司馬遼太郎氏の徳川家康と石田三成との対立を軸に、天下分け目の決戦を描いた歴史小説を、岡田准一さん、役所広司さん、有村架純さんという豪華キャストで原田眞人監督が映画化した本作は、過去にテレビドラマ等で映像化された「関ヶ原の戦い」や、そこで死闘を繰り広げた武将たちに抱いていたものとは違うイメージを与えてくれる。
特に本作の主人公である石田三成というと、「奸臣」「陰謀家」「冷血漢」という負のイメージがあるが、この作品では「義を貫く武将」という志の高い人物として描かれる。
そのような三成を象徴するのが、旗頭や陣羽織に描かれる「大一大万大吉」のスローガンだと思う。
映画でもこの言葉の意味が紹介されているが、「一人が万民の為に尽し、万民が一人の為に尽せば、皆が幸せになれる」という、英語で言うところの“One for all,all for one”になる。
この三成に対峙する徳川家康は五大老の筆頭で温厚で律儀な徳人だったのが、秀吉の死後に豹変し、天下取りを目指す野心家として老獪さを強調されて描かれている。

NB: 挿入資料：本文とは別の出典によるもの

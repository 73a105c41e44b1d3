//! Read-only views of field values.

use std::fmt;

/// Static kind of a field, known when the schema is built.
#[derive(Debug, Clone, Copy, PartialEq, Eq)]
pub enum Kind {
    /// Signed integer
    Int,
    /// Unsigned integer
    Uint,
    /// Floating point
    Float,
    /// Boolean
    Bool,
    /// UTF-8 text
    Text,
    /// Raw byte sequence
    Bytes,
    /// Collection of scalar elements
    List(Elem),
    /// Nested record
    Record,
    /// A kind the engine does not understand
    Opaque,
}

impl Kind {
    /// Returns `true` for integer and float kinds.
    pub fn is_numeric(self) -> bool {
        matches!(self, Kind::Int | Kind::Uint | Kind::Float)
    }

    /// The scalar kind rules compare against: the element kind for
    /// collections, the kind itself otherwise.
    pub fn scalar(self) -> Kind {
        match self {
            Kind::List(elem) => elem.kind(),
            other => other,
        }
    }
}

/// Element kind of a collection field.
#[derive(Debug, Clone, Copy, PartialEq, Eq)]
pub enum Elem {
    /// Signed integer elements
    Int,
    /// Unsigned integer elements
    Uint,
    /// Float elements
    Float,
    /// Boolean elements
    Bool,
    /// Text elements
    Text,
}

impl Elem {
    /// The matching scalar [`Kind`].
    pub fn kind(self) -> Kind {
        match self {
            Elem::Int => Kind::Int,
            Elem::Uint => Kind::Uint,
            Elem::Float => Kind::Float,
            Elem::Bool => Kind::Bool,
            Elem::Text => Kind::Text,
        }
    }
}

/// Borrowed view of a field value, as seen by the rule engine.
#[derive(Debug, Clone, PartialEq)]
pub enum Value<'a> {
    /// `None` in an optional field
    Null,
    /// Signed integer
    Int(i64),
    /// Unsigned integer
    Uint(u64),
    /// Floating point
    Float(f64),
    /// Boolean
    Bool(bool),
    /// Text
    Text(&'a str),
    /// Byte sequence
    Bytes(&'a [u8]),
    /// Collection elements
    List(Vec<Value<'a>>),
    /// Present, but not something rules can inspect
    Opaque,
}

impl<'a> Value<'a> {
    /// Numeric value as `f64`, if this is a number.
    pub fn as_f64(&self) -> Option<f64> {
        match *self {
            Value::Int(i) => Some(i as f64),
            Value::Uint(u) => Some(u as f64),
            Value::Float(f) => Some(f),
            _ => None,
        }
    }

    /// Text value, if this is text.
    pub fn as_text(&self) -> Option<&'a str> {
        match *self {
            Value::Text(s) => Some(s),
            _ => None,
        }
    }

    /// Returns `true` for `Null`.
    pub fn is_null(&self) -> bool {
        matches!(self, Value::Null)
    }

    /// Zero/empty/nil test used by `required`.
    ///
    /// Numbers and booleans are never empty: `0` and `false` are values.
    pub fn is_empty(&self) -> bool {
        match self {
            Value::Null => true,
            Value::Text(s) => s.is_empty(),
            Value::Bytes(b) => b.is_empty(),
            Value::List(items) => items.is_empty(),
            Value::Int(_)
            | Value::Uint(_)
            | Value::Float(_)
            | Value::Bool(_)
            | Value::Opaque => false,
        }
    }
}

impl fmt::Display for Value<'_> {
    fn fmt(&self, f: &mut fmt::Formatter<'_>) -> fmt::Result {
        match self {
            Value::Null => write!(f, "null"),
            Value::Int(i) => write!(f, "{}", i),
            Value::Uint(u) => write!(f, "{}", u),
            Value::Float(x) => write!(f, "{}", x),
            Value::Bool(b) => write!(f, "{}", b),
            Value::Text(s) => write!(f, "{:?}", s),
            Value::Bytes(b) => write!(f, "<{} bytes>", b.len()),
            Value::List(items) => {
                write!(f, "[")?;
                for (i, item) in items.iter().enumerate() {
                    if i > 0 {
                        write!(f, ", ")?;
                    }
                    write!(f, "{}", item)?;
                }
                write!(f, "]")
            }
            Value::Opaque => write!(f, "<opaque>"),
        }
    }
}
//! Request binding demonstration.
//!
//! This example shows the full binding flow for a signup form:
//! 1. Describe the destination record and its tags
//! 2. Copy request parts into a `RequestAdapter`
//! 3. Bind: defaults, extraction, validation
//! 4. Report every violation at once
//!
//! Run with: `cargo run --example bind_request`

use bind_core::web::{Binder, RequestAdapter};
use bind_core::{Record, Schema, SchemaBuilder};

#[derive(Debug, Default)]
struct Address {
    city: String,
    zip: String,
}

impl Record for Address {
    fn describe(schema: &mut SchemaBuilder<Self>) {
        schema
            .field("City", r#"json:"city" validate:"max_len=40""#, |a| &a.city, |a| &mut a.city)
            .field(
                "Zip",
                r#"json:"zip" default:"00000" validate:"pattern=#digits,len=5""#,
                |a| &a.zip,
                |a| &mut a.zip,
            );
    }
}

#[derive(Debug, Default)]
struct SignupForm {
    team: String,
    email: String,
    age: u8,
    interests: Vec<String>,
    newsletter: bool,
    locale: Option<String>,
    address: Option<Box<Address>>,
}

impl Record for SignupForm {
    fn describe(schema: &mut SchemaBuilder<Self>) {
        schema
            .field("Team", r#"bind:"path,name=team" validate:"pattern=#alphanumeric""#, |s| &s.team, |s| &mut s.team)
            .field(
                "Email",
                r#"bind:"form,name=email" required:"true" validate:"pattern=#email""#,
                |s| &s.email,
                |s| &mut s.email,
            )
            .field(
                "Age",
                r#"bind:"form,name=age" default:"18" validate:"gte=13,lte=120""#,
                |s| &s.age,
                |s| &mut s.age,
            )
            .field(
                "Interests",
                r#"bind:"query,name=interest" validate:"max_len=3,non_blank""#,
                |s| &s.interests,
                |s| &mut s.interests,
            )
            .field(
                "Newsletter",
                r#"bind:"form,name=newsletter" default:"false""#,
                |s| &s.newsletter,
                |s| &mut s.newsletter,
            )
            .field(
                "Locale",
                r#"bind:"header,name=Accept-Language" validate:"in=en|de|fr""#,
                |s| &s.locale,
                |s| &mut s.locale,
            )
            .nested_boxed("Address", r#"json:"address""#, |s| &s.address, |s| &mut s.address);
    }
}

fn main() {
    tracing_subscriber::fmt()
        .with_max_level(tracing::Level::DEBUG)
        .init();

    println!("=== bind-core: Request Binding Demo ===\n");

    println!("Field table:");
    for field in Schema::<SignupForm>::build().descriptors() {
        println!(
            "  {:<11} {:<7} {:<16} required={}",
            field.declared_name(),
            field.source().to_string(),
            field.external_name(),
            field.is_required()
        );
    }
    println!();

    println!("Scenario 1: well-formed request");
    let mut req = RequestAdapter::new("req-demo-001".to_string());
    req.add_path_param("team".to_string(), "rustaceans".to_string());
    req.add_form_field("email".to_string(), "ada@example.com".to_string());
    req.add_form_field("newsletter".to_string(), "true".to_string());
    req.add_query_param("interest".to_string(), "parsers".to_string());
    req.add_query_param("interest".to_string(), "compilers".to_string());
    req.add_header("Accept-Language".to_string(), "en".to_string());
    run(&req);

    println!("Scenario 2: every kind of problem at once");
    let mut req = RequestAdapter::new("req-demo-002".to_string());
    req.add_path_param("team".to_string(), "rust aceans".to_string());
    req.add_form_field("age".to_string(), "twelve".to_string());
    req.add_query_param("interest".to_string(), " ".to_string());
    req.add_header("Accept-Language".to_string(), "es".to_string());
    run(&req);

    println!("=== Demo Complete ===");
}

fn run(req: &RequestAdapter) {
    let mut form = SignupForm::default();
    match Binder::default().bind(req, &mut form) {
        Ok(report) if report.is_valid() => {
            println!("  ✓ bound: {:?}\n", form);
        }
        Ok(report) => {
            println!("  ✗ {} violation(s):", report.len());
            for violation in &report {
                println!("    - {}", violation);
            }
            println!();
        }
        Err(err) => println!("  ✗ engine error: {}\n", err),
    }
}
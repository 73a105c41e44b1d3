//! Tag-driven binding and validation for plain Rust records.
//!
//! This crate fills a destination record from request values and checks it
//! against declarative rules, driven by Go-style tag literals attached to
//! each field:
//! - **Classification**: each field's source (path, query, header, form,
//!   file, body) and external name come from its `bind`, `json` and
//!   `protobuf` tags
//! - **Defaults**: `default` tags seed the record before extraction and
//!   always overwrite
//! - **Validation**: `validate` tags are parsed once into a rule AST and
//!   every violation is reported, not just the first
//!
//! There is no reflection. A record lists its fields once in
//! [`Record::describe`], handing the engine typed accessors.
//!
//! # Core Types
//!
//! - [`Record`] / [`SchemaBuilder`]: field registration
//! - [`Schema`] / [`FieldDescriptor`]: classified fields with typed setters
//! - [`DefaultInjector`]: applies `default` tags
//! - [`RuleEngine`]: evaluates `validate` tags into a [`Report`]
//! - [`Registry`]: the same operations over `dyn Any`
//! - [`web::Binder`]: defaults, extraction and validation in one call
//!
//! # Errors
//!
//! Two error classes are kept apart. An [`EngineError`] is a programming or
//! schema mistake (unknown rule operator, non-record input, runaway
//! nesting) and aborts the call. A [`Violation`] is a data problem; all of
//! them are collected into a [`Report`].
//!
//! # Examples
//!
//! ```
//! use bind_core::{DefaultInjector, Record, RuleEngine, SchemaBuilder};
//!
//! #[derive(Default)]
//! struct User {
//!     name: String,
//!     age: i32,
//!     codes: Vec<i32>,
//! }
//!
//! impl Record for User {
//!     fn describe(schema: &mut SchemaBuilder<Self>) {
//!         schema
//!             .field("Name", r#"json:"name" validate:"required""#, |u| &u.name, |u| &mut u.name)
//!             .field("Age", r#"default:"18" validate:"gte=0,lte=130""#, |u| &u.age, |u| &mut u.age)
//!             .field("Codes", r#"validate:"gt=0""#, |u| &u.codes, |u| &mut u.codes);
//!     }
//! }
//!
//! let mut user = User { codes: vec![1, 2, -3], ..User::default() };
//! DefaultInjector::default().apply(&mut user).expect("defaults are well formed");
//! assert_eq!(user.age, 18);
//!
//! let report = RuleEngine::default().validate_record(&user).expect("rules are well formed");
//! assert_eq!(report.to_string(), "Name is required; Codes must be greater than 0");
//! ```

#![forbid(unsafe_code)]
#![warn(missing_docs)]

mod config;
mod defaults;
mod engine;
mod error;
mod field;
mod logging;
mod patterns;
mod registry;
mod rules;
mod schema;
mod tags;
mod value;

pub mod web;

#[cfg(test)]
mod test_utils;

pub use config::EngineConfig;
pub use defaults::DefaultInjector;
pub use engine::RuleEngine;
pub use error::{CoercionError, EngineError, EngineErrorKind, Error, FieldError, Report, Violation};
pub use field::{FieldAccessor, FieldKind, Lens};
pub use logging::BindLog;
pub use patterns::{NamedPattern, PatternLibrary};
pub use registry::Registry;
pub use rules::{CmpOp, LenOp, Operand, PatternRule, Rule, RuleSet};
pub use schema::{AnyRecord, FieldDescriptor, Record, Schema, SchemaBuilder, Walk};
pub use tags::{Annotation, Source, TagClassifier, TagSet};
pub use value::{Elem, Kind, Value};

京都・東本願寺、姫路城等の歴史的建造物で撮影し、エキストラ総数3000人、延べ400頭に及ぶ騎馬、鉄砲隊や大砲隊までも入り乱れるという壮大なスケールで描かれる本作の中心にあるのは、この三成の理想主義による「義」と家康の現実主義、功利主義による「不義」との戦い。
この作品は戦国時代劇だが、そこで繰り広げられる社会の縮図は現代に相通ずるものがあると思う。
明晰な頭脳と高い志を持ち、理想主義に走る三成のような人は現代社会においても煙たがられるし、逆に苦労人で、人生の機微を捉えて老獪に出世していく家康のような人は経済界や政界のトップにざらにいそうな気がする。